So what are we doing here? Do I fancy myself so fancy a baker that I can really add something fancy and special to what's already out there?

close up

Well, evidently, yes. But not alone or uninfluenced. I created the smoky, salty, and just a tad spicy recipe below after being inspired by the Homesick Texan's recipe for Chocolate Chip-Pecan Cookies, in which she uses bacon grease. I'm sure her recipe is fine and good on its own, but I've never been one to leave well enough alone, and I felt like I wanted to experiment a bit if I was using bacon fat in my cookie batter: by adjusting the flour/sugar quantities, I went for a crispier, crumbier cookie than the kind that you can already get by using butter and following any of the recipes mentioned above or countless others. And I wanted to highlight the smokiness and saltiness that bacon grease had the potential to provide a cookie. Finally, I pretty much never use strictly all-purpose flour unless I am making an America's Test Kitchen recipe and want it to end up as perfect and unencumbered by my frequently-taken liberties as a recipe developed by America's Test Kitchen is most certain to be.

(Oh. And I omitted pecans because I'm allergic to them.)

both batches

Anyway, before I share the recipe, note (as pictured above) that I made two batches: one baked at 350 degrees for about 20 minutes (left), and one convection baked at 350 degrees for about 15 (right); both times I turned the baking sheet 180 degrees after 8 minutes. The first batch ended up delicious, but right out of the oven they appeared softer than I thought they should be, hence convection bake the second time around. Ultimately, both batches ended up semi-crunchy/semi-soft once they'd cooled, although the second batch was slightly crunchier and I quite liked that, so I've gone ahead and included just the regular baking instructions in the recipe. Keep an eye on them and bake them as long as you'd like. But trust me when I say - and mind you, I like a gooey cookie most of the time - a little browning and a little crunch really add to the whole smoky, salty, spicy thing in making this a unique and lovely cookie.

wet mix
ancho and dry mix
in and out of oven

Smoky, Salty (and just a tad Spicy) Chocolate Chip Cookies
Inspired by Homesick Texan
Yield: 3 dozen cookies

1 cup brown sugar
1/2 cup butter
1/2 cup bacon grease (or margarine or more butter)
1 egg
2 tablespoons milk*
2 tablespoons plain or vanilla yogurt*
1 tablespoon vanilla
1 cup all purpose flour
1 1/2 cups spelt flour (or more all purpose flour or whole wheat flour)
1 teaspoon baking powder
1/2 teaspoon baking soda
1/2 teaspoon salt
1 teaspoon cinnamon (or more)
1/2 - 1 teaspoon ancho chili powder (or a lesser amount of cayenne or chipotle chili powder)
2 cups milk chocolate chips
Fleur de sel or other flaky salt, to finish

Preheat oven to 350 degrees. Line a baking sheet with parchment paper or a Silpat, or grease liberally with butter.
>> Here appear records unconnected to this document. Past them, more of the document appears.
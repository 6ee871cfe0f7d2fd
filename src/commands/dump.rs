use anyhow::Result;
use std::path::PathBuf;

use crate::commands::{CommandReport, ensure_binary_available};
use crate::elastic::curl::CurlRunner;
use crate::elastic::dump;
use crate::elastic::mirror::{self, IndexFilter};

#[derive(Debug, Clone, Default)]
pub struct DumpOptions {
    pub dump_dir: PathBuf,
    pub prefix: String,
    pub list_only: bool,
    pub filter: IndexFilter,
    pub verbose: bool,
}

/// Dump pulls from the local Elasticsearch, so no tunnel is involved.
pub fn run(opts: &DumpOptions) -> Result<CommandReport> {
    let mut report = CommandReport::new("dump");

    if !ensure_binary_available("curl", &mut report) {
        return Ok(report);
    }
    if !opts.list_only && !ensure_binary_available("elasticdump", &mut report) {
        return Ok(report);
    }

    let curl = CurlRunner::new(opts.verbose);
    let indices = mirror::list_indices(&curl, 9200, &opts.filter)?;

    if opts.list_only {
        println!(
            "\nList of files that WOULD dump to '{}':\n",
            opts.dump_dir.display()
        );
        println!("{indices:?}");
        report.detail(format!("{} indices would be dumped", indices.len()));
        return Ok(report);
    }

    println!("\nDumping to '{}':\n", opts.dump_dir.display());
    let written = dump::dump_indices(&indices, &opts.dump_dir, &opts.prefix, opts.verbose)?;

    report.detail(format!(
        "{} of {} indices dumped to {}",
        written.len(),
        indices.len(),
        opts.dump_dir.display()
    ));
    Ok(report)
}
Using an electric mixer, cream brown sugar, butter and bacon grease. When fluffy, add egg, followed by milk, yogurt, and vanilla, and mix until smooth. Whisk together the flours, baking powder, baking soda, salt, cinnamon, and chili powder in a separate bowl. Add to wet ingredients and stir in until fully incorporated. Add the milk chocolate chips.

Scoop up heaping tablespoonfuls of dough and place on your prepared baking sheet, with at least two inches between each cookie (see in picture above how much they'll spread). Sprinkle each mound of cookie dough with a pinch of fleur de sel or other large-grained salt. Bake for 18-22 minutes, rotating baking sheet 180 degrees after about 10 minutes, for even browning. Once they're as brown as you want them, remove the cookies immediately from baking sheets and allow to cool on racks. Repeat with remaining dough.
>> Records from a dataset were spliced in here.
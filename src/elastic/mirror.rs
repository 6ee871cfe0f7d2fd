use anyhow::{Context, Result};
use regex::Regex;
use serde_json::Value;
use std::sync::OnceLock;

use crate::elastic::curl::CurlRunner;

/// Index name filters applied to the `_cat/indices` listing.
#[derive(Debug, Clone, Default)]
pub struct IndexFilter {
    pub include: Option<String>,
    pub exclude: Option<String>,
    /// Drop only `users` and dot-indices instead of the full default set.
    pub exclude_override: bool,
    pub sort: bool,
    pub reverse: bool,
}

/// What to do with one index pair after comparing document counts.
#[derive(Debug, Clone, Copy, PartialEq, Eq)]
pub enum CopyDecision {
    /// Source index does not exist; nothing to do.
    SourceMissing,
    /// Destination does not exist yet.
    Copy,
    /// Counts match; leave the destination alone.
    UpToDate,
    /// Destination is behind; delete it and copy again.
    Recopy,
    /// Destination has more documents than the source. Should not happen.
    CountRegression,
}

pub fn decide(source_count: Option<u64>, dest_count: Option<u64>) -> CopyDecision {
    match (source_count, dest_count) {
        (None, _) => CopyDecision::SourceMissing,
        (Some(_), None) => CopyDecision::Copy,
        (Some(s), Some(d)) if s == d => CopyDecision::UpToDate,
        (Some(s), Some(d)) if s > d => CopyDecision::Recopy,
        _ => CopyDecision::CountRegression,
    }
}

/// Sort rank for index names carrying an embedded `-YYYY.MM.DD` date, so a
/// listing sorts chronologically instead of lexically. Names without a date
/// rank 0 and stay at the front.
pub fn index_date_rank(name: &str) -> u64 {
    static DATE_RE: OnceLock<Regex> = OnceLock::new();
    let re = DATE_RE.get_or_init(|| {
        Regex::new(r"(?P<name>.+-)\d\d(?P<year>\d\d)\.(?P<month>\d+)\.(?P<day>\d+)")
            .expect("static regex")
    });
    let Some(caps) = re.captures(name) else {
        return 0;
    };

    // Host number, if any, sits at the end of the first name segment, so
    // tpot2-logstash-... ranks after tpot-logstash-... for the same date.
    let base = caps.name("name").map(|m| m.as_str()).unwrap_or("");
    let first = base.split('-').next().unwrap_or("");
    let digits: String = first
        .chars()
        .rev()
        .take_while(|c| c.is_ascii_digit())
        .collect::<String>()
        .chars()
        .rev()
        .collect();
    let num: u64 = digits.parse().unwrap_or(0);

    let year: u64 = caps["year"].parse().unwrap_or(0);
    let month: u64 = caps["month"].parse().unwrap_or(0);
    let day: u64 = caps["day"].parse().unwrap_or(0);

    num * 1_000_000 + year * 10_000 + month * 100 + day
}

fn build_exclude_regex(filter: &IndexFilter) -> Result<Regex> {
    let base = if filter.exclude_override {
        r"^(users|\.)".to_string()
    } else {
        r"^(users|\.|filebeat|metricbeat)".to_string()
    };
    let pattern = match &filter.exclude {
        Some(extra) if !extra.trim().is_empty() => format!("{base}|{extra}"),
        _ => base,
    };
    Regex::new(&pattern).with_context(|| format!("invalid exclude regex: {pattern}"))
}

/// List index names visible through the given port, filtered and optionally
/// sorted by embedded date.
pub fn list_indices(curl: &CurlRunner, port: u16, filter: &IndexFilter) -> Result<Vec<String>> {
    let url = format!("http://localhost:{port}/_cat/indices/");
    let raw = curl.run(&["-X", "GET", &url])?;

    // _cat/indices lines look like `health status index uuid pri rep ...`.
    let names = raw
        .lines()
        .filter_map(|line| line.split_whitespace().nth(2))
        .map(ToOwned::to_owned)
        .collect::<Vec<_>>();

    let exclude = build_exclude_regex(filter)?;
    let mut filtered: Vec<String> = names
        .into_iter()
        .filter(|name| !exclude.is_match(name))
        .collect();

    if let Some(include) = &filter.include {
        let include =
            Regex::new(include).with_context(|| format!("invalid include regex: {include}"))?;
        filtered.retain(|name| include.is_match(name));
    }

    if filter.sort {
        filtered.sort_by_key(|name| index_date_rank(name));
        if filter.reverse {
            filtered.reverse();
        }
    }

    Ok(filtered)
}

/// Document count of an index, or `None` when the index does not exist.
pub fn index_count(curl: &CurlRunner, port: u16, index: &str) -> Result<Option<u64>> {
    let url = format!("http://localhost:{port}/{index}/_count");
    let parsed = curl.run_json(&["-X", "GET", &url])?;
    Ok(parsed.get("count").and_then(Value::as_u64))
}

pub fn delete_index(curl: &CurlRunner, port: u16, index: &str) -> Result<()> {
    let url = format!("http://localhost:{port}/{index}/");
    curl.run(&["-X", "DELETE", &url])?;
    Ok(())
}

/// Result of a `_reindex` call.
#[derive(Debug, Clone)]
pub struct CopyOutcome {
    pub created: Option<u64>,
    pub failures: Vec<Value>,
}

/// Copy one index from the tunneled remote into the local Elasticsearch.
///
/// The destination is created first and its mapping field limit raised from
/// the Elasticsearch default 1000 to the 2000 the T-Pot stack needs; errors
/// on those two preparation calls surface during the copy itself.
pub fn copy_index(
    curl: &CurlRunner,
    tunnel_port: u16,
    from_index: &str,
    to_index: &str,
) -> Result<CopyOutcome> {
    let create_url = format!("http://localhost:9200/{to_index}");
    curl.run(&["-X", "PUT", &create_url])?;

    let settings_url = format!("http://localhost:9200/{to_index}/_settings");
    curl.run(&[
        "-X",
        "PUT",
        &settings_url,
        "-H",
        "Content-Type: application/json",
        "-d",
        "{ \"index.mapping.total_fields.limit\": 2000 }",
    ])?;

    let body = serde_json::json!({
        "source": {
            "remote": { "host": format!("http://localhost:{tunnel_port}") },
            "index": from_index,
            "query": { "match_all": {} },
        },
        "dest": { "index": to_index },
    })
    .to_string();

    let parsed = curl.run_json(&[
        "-X",
        "POST",
        "http://localhost:9200/_reindex?pretty",
        "-H",
        "Content-Type: application/json",
        "-d",
        &body,
    ])?;

    let created = parsed.get("created").and_then(Value::as_u64);
    let failures = parsed
        .get("failures")
        .and_then(Value::as_array)
        .cloned()
        .unwrap_or_default();

    match created {
        Some(n) => println!("    Documents Created: {n}"),
        None => println!("Error: copy failed:\n  {parsed}"),
    }
    if !failures.is_empty() {
        println!("    Failures found: {}", failures.len());
        for fail in &failures {
            println!("{fail}");
        }
    }

    Ok(CopyOutcome { created, failures })
}

/// Compare source and destination counts and copy when needed. Returns the
/// decision that was acted on.
pub fn check_copy(
    curl: &CurlRunner,
    tunnel_port: u16,
    from_index: &str,
    to_index: &str,
) -> Result<CopyDecision> {
    let dest = index_count(curl, 9200, to_index)?;
    let source = index_count(curl, tunnel_port, from_index)?;

    let decision = decide(source, dest);
    match decision {
        CopyDecision::SourceMissing => {
            println!("  Index Not Found: Skipping: '{from_index}'\n");
        }
        CopyDecision::Copy => {
            println!("  Copying:  {}:{}", from_index, source.unwrap_or(0));
            copy_index(curl, tunnel_port, from_index, to_index)?;
        }
        CopyDecision::UpToDate => {
            println!(
                "  Exists already: Skipping: {} == {}:{}",
                source.unwrap_or(0),
                to_index,
                dest.unwrap_or(0)
            );
        }
        CopyDecision::Recopy => {
            println!("  Deleting and Copying: document sizes do not match:");
            println!(
                "    {}:{} > {}:{}",
                from_index,
                source.unwrap_or(0),
                to_index,
                dest.unwrap_or(0)
            );
            delete_index(curl, 9200, to_index)?;
            copy_index(curl, tunnel_port, from_index, to_index)?;
        }
        CopyDecision::CountRegression => {
            println!(
                "ERROR: destination ahead of source: {}:{} < {}:{}",
                from_index,
                source.unwrap_or(0),
                to_index,
                dest.unwrap_or(0)
            );
        }
    }

    Ok(decision)
}

#[cfg(test)]
mod tests {
    use super::*;

    #[test]
    fn decide_covers_all_count_cases() {
        assert_eq!(decide(None, Some(5)), CopyDecision::SourceMissing);
        assert_eq!(decide(Some(5), None), CopyDecision::Copy);
        assert_eq!(decide(Some(5), Some(5)), CopyDecision::UpToDate);
        assert_eq!(decide(Some(9), Some(5)), CopyDecision::Recopy);
        assert_eq!(decide(Some(5), Some(9)), CopyDecision::CountRegression);
    }

    #[test]
    fn date_rank_orders_daily_indices() {
        let a = index_date_rank("logstash-2024.01.02");
        let b = index_date_rank("logstash-2024.01.10");
        let c = index_date_rank("logstash-2024.02.01");
        assert!(a < b && b < c);
    }

    #[test]
    fn date_rank_uses_trailing_host_number() {
        let plain = index_date_rank("tpot-logstash-2024.03.01");
        let numbered = index_date_rank("tpot2-logstash-2024.03.01");
        assert!(plain < numbered);
    }

    #[test]
    fn undated_names_rank_zero() {
        assert_eq!(index_date_rank("users"), 0);
    }

    #[test]
    fn default_exclude_drops_beats_and_dot_indices() {
        let filter = IndexFilter::default();
        let re = build_exclude_regex(&filter).expect("regex");
        assert!(re.is_match(".kibana"));
        assert!(re.is_match("users"));
        assert!(re.is_match("filebeat-7.0"));
        assert!(re.is_match("metricbeat-7.0"));
        assert!(!re.is_match("logstash-2024.01.01"));
    }

    #[test]
    fn exclude_override_keeps_beats() {
        let filter = IndexFilter {
            exclude_override: true,
            ..IndexFilter::default()
        };
        let re = build_exclude_regex(&filter).expect("regex");
        assert!(!re.is_match("filebeat-7.0"));
        assert!(re.is_match(".kibana"));
    }

    #[test]
    fn user_exclude_is_appended() {
        let filter = IndexFilter {
            exclude: Some("^honeytrap".to_string()),
            ..IndexFilter::default()
        };
        let re = build_exclude_regex(&filter).expect("regex");
        assert!(re.is_match("honeytrap-2024.01.01"));
        assert!(!re.is_match("logstash-2024.01.01"));
    }
}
I found these cookies - oddly enough - were best when completely cooled. The smokiness of the ancho and bacon grease plus the super sweetness of the milk chocolate chips were most obvious and enjoyable at that point. But, obviously, a warm, melty cookie is never a bad thing, so if you can't wait, you can't wait.
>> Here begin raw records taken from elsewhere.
mod cli;
mod commands;
mod config;
mod elastic;
mod env_loader;
mod error;
mod feed;
mod fsdb;

fn main() {
    env_loader::load_dotenv();

    if let Err(err) = cli::run() {
        eprintln!("error: {err:#}");
        std::process::exit(1);
    }
}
Both the cookies and the dough freeze well. Allow dough to thaw in the refrigerator over night before trying to scoop out the batter and add a minute to your baking time.

*1/4 cup buttermilk can be used for milk + yogurt combo, if you have it on hand

Sunday, March 13, 2011

Slow-and-Red-Cooked Rump Roast

Happy 100th post! I love food! (And so can you!)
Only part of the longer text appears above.